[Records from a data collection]

_ _ _

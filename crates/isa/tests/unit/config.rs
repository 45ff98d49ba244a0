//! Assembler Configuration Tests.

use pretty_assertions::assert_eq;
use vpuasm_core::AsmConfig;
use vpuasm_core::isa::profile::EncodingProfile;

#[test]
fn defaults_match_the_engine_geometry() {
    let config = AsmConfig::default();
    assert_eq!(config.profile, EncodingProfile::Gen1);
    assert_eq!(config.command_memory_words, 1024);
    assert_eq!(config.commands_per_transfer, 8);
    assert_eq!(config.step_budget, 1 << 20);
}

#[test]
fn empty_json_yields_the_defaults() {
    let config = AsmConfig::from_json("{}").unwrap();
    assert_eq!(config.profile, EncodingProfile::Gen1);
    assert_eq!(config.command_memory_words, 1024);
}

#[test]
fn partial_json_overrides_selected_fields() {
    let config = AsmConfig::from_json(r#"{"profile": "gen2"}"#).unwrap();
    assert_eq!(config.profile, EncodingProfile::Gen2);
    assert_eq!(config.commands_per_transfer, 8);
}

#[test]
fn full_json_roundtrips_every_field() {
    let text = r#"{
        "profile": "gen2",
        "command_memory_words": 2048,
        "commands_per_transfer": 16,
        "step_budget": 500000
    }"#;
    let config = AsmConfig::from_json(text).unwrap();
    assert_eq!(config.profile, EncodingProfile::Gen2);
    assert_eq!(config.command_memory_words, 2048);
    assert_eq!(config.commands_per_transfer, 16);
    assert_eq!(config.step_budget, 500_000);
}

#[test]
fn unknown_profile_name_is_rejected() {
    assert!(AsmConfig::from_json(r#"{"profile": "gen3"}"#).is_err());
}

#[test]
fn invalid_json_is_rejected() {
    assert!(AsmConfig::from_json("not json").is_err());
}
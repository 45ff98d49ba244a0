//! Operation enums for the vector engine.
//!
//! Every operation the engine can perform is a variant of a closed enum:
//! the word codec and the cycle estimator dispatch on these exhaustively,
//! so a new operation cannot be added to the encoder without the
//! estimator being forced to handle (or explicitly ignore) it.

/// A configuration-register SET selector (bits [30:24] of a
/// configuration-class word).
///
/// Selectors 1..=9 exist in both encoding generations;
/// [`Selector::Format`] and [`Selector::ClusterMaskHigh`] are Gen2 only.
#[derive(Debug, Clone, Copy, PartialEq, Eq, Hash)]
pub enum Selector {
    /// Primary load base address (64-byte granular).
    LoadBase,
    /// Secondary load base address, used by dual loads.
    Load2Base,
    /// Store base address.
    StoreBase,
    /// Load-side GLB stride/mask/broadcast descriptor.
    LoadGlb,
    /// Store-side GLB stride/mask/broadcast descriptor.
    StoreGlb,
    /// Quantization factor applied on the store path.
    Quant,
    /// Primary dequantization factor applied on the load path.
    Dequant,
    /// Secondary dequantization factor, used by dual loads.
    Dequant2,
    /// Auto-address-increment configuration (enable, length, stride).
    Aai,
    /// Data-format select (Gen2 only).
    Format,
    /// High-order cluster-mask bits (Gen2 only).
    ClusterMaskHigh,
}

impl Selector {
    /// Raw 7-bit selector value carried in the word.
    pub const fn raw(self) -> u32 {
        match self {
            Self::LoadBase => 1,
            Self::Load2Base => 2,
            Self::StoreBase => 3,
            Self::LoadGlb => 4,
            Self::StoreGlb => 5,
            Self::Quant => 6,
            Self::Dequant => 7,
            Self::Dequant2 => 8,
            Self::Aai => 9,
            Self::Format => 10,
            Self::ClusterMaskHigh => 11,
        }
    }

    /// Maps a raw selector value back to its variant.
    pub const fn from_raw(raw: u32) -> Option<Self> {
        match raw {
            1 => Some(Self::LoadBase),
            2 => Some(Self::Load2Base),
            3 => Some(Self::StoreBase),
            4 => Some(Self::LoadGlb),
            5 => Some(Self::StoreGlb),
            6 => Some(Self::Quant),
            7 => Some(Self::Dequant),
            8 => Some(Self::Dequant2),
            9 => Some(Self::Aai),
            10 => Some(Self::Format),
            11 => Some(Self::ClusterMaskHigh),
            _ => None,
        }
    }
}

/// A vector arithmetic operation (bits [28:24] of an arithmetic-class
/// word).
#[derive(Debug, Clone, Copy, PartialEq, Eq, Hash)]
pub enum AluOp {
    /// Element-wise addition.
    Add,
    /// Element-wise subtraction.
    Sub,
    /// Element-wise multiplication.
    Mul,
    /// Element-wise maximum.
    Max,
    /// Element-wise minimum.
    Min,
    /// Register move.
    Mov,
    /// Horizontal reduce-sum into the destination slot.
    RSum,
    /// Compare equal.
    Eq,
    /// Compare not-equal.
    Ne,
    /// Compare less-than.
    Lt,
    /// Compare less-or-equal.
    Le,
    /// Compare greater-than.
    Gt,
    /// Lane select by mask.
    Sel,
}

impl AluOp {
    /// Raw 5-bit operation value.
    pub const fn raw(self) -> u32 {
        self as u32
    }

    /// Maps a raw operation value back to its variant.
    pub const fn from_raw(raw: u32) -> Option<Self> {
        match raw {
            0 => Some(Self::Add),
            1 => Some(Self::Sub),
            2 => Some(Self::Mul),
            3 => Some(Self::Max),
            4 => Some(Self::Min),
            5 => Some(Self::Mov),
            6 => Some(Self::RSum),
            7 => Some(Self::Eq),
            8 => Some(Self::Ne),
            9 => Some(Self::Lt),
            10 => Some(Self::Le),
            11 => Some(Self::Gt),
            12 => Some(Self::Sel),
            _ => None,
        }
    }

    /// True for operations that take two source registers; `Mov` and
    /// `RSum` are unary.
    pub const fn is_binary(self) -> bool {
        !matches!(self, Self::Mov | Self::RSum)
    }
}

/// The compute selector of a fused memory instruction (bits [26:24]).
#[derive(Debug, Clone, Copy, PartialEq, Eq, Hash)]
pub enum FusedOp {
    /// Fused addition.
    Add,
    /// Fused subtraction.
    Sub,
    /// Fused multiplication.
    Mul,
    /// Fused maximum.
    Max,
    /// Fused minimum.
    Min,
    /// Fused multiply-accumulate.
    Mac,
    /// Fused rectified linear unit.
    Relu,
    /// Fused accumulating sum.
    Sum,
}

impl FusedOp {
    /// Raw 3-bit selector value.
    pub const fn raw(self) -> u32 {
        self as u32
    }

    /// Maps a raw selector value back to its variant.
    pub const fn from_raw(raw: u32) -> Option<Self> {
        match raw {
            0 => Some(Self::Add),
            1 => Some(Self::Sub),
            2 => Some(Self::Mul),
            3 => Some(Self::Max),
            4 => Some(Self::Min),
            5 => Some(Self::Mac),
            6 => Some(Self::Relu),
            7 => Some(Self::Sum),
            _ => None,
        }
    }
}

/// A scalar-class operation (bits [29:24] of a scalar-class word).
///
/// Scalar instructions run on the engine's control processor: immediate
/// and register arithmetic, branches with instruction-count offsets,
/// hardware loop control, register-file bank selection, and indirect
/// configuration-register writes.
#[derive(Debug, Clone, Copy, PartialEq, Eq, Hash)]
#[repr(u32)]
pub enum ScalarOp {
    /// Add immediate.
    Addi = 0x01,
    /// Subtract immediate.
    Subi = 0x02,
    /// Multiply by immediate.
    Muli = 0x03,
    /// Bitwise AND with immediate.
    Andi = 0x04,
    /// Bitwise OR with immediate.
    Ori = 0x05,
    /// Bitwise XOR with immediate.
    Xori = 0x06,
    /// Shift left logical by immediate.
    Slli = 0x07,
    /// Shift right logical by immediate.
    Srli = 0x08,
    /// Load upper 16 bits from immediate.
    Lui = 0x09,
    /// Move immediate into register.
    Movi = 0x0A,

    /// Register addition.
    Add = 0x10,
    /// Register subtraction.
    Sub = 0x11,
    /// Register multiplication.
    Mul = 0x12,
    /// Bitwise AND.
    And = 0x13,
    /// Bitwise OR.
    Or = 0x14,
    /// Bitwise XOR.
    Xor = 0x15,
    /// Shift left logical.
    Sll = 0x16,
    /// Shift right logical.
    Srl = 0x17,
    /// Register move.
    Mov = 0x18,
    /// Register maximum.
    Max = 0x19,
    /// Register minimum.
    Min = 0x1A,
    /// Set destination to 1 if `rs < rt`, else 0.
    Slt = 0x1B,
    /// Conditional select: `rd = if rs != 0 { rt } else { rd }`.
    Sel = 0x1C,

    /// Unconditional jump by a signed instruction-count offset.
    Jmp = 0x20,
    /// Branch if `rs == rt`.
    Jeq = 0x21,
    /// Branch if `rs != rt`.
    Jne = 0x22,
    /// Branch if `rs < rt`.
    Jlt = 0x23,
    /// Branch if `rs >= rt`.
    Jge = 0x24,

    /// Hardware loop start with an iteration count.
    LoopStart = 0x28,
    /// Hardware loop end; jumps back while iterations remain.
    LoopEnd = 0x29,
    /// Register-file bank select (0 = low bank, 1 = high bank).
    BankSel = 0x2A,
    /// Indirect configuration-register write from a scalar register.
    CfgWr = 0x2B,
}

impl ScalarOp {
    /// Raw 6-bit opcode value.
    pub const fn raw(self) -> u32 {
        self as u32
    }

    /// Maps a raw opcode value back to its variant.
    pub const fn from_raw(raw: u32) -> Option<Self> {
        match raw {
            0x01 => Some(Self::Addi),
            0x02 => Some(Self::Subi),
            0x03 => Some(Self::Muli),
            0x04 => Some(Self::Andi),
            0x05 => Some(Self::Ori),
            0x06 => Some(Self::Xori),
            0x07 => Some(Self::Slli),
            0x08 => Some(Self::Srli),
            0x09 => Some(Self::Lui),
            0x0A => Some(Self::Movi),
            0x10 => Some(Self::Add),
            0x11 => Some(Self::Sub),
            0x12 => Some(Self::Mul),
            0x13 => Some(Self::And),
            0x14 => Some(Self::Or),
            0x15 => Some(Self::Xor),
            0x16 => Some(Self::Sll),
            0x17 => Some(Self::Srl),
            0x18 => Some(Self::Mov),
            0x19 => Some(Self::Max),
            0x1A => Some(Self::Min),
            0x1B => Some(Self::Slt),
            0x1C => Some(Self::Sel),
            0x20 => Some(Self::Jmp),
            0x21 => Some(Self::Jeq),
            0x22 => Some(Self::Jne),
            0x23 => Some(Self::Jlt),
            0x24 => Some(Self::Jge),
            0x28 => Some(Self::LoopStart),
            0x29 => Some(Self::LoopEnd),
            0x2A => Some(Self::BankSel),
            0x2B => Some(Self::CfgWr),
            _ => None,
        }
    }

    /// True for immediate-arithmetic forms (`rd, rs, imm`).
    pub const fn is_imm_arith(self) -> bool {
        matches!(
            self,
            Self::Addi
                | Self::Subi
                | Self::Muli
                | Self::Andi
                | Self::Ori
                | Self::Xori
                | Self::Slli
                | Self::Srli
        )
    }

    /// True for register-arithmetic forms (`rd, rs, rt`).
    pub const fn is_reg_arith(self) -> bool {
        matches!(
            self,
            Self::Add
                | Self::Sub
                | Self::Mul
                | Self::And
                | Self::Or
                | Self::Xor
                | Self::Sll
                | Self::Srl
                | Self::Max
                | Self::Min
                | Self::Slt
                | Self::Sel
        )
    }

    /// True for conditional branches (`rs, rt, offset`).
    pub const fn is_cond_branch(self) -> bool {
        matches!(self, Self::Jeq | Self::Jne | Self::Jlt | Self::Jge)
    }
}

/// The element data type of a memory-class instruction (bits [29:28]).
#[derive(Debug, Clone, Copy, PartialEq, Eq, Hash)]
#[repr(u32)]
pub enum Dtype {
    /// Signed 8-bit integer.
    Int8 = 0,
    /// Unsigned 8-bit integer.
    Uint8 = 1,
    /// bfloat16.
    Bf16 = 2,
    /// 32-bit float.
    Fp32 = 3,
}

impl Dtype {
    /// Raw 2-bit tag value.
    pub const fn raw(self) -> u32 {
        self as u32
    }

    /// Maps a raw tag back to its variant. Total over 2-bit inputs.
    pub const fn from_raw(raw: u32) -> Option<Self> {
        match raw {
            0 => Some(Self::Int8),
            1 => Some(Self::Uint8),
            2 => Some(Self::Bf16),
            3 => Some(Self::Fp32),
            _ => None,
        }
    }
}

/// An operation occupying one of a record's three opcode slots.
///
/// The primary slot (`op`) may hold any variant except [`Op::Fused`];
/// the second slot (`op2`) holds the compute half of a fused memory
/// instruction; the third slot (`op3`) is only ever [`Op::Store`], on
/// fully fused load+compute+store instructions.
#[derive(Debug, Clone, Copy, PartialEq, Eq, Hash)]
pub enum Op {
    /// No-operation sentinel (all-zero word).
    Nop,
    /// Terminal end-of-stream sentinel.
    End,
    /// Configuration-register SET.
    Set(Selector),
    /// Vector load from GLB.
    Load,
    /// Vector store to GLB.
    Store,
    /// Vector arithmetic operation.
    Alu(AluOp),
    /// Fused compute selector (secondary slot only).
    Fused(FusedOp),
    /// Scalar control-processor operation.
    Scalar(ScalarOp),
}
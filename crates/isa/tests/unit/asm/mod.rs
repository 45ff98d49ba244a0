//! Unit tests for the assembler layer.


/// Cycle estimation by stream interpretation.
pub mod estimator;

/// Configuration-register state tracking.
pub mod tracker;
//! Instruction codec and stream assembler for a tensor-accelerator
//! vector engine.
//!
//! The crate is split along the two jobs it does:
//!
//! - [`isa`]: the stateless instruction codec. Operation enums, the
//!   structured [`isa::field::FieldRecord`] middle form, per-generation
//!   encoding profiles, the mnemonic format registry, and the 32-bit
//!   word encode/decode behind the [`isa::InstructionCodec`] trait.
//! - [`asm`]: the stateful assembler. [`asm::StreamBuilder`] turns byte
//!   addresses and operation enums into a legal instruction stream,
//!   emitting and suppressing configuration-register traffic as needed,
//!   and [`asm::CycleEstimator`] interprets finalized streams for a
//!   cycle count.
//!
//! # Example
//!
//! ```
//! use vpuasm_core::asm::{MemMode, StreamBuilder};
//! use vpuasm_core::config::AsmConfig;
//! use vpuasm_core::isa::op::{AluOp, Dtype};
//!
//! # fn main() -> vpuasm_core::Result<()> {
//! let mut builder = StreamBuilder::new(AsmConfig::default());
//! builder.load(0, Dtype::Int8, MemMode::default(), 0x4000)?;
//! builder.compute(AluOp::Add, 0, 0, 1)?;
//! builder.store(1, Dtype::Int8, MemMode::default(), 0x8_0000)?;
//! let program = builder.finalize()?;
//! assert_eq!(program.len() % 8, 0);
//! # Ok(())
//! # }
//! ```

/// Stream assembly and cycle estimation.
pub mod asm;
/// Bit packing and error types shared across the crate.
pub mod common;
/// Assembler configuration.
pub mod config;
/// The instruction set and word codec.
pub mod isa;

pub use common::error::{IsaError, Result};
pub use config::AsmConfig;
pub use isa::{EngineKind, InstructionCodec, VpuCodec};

_ _ _

## [Task to carry out]
Scan the data above for the string "Andi". Copy every line in which it appears.

## [Written solution]
    Andi = 0x04,
            0x04 => Some(Self::Andi),
                | Self::Andi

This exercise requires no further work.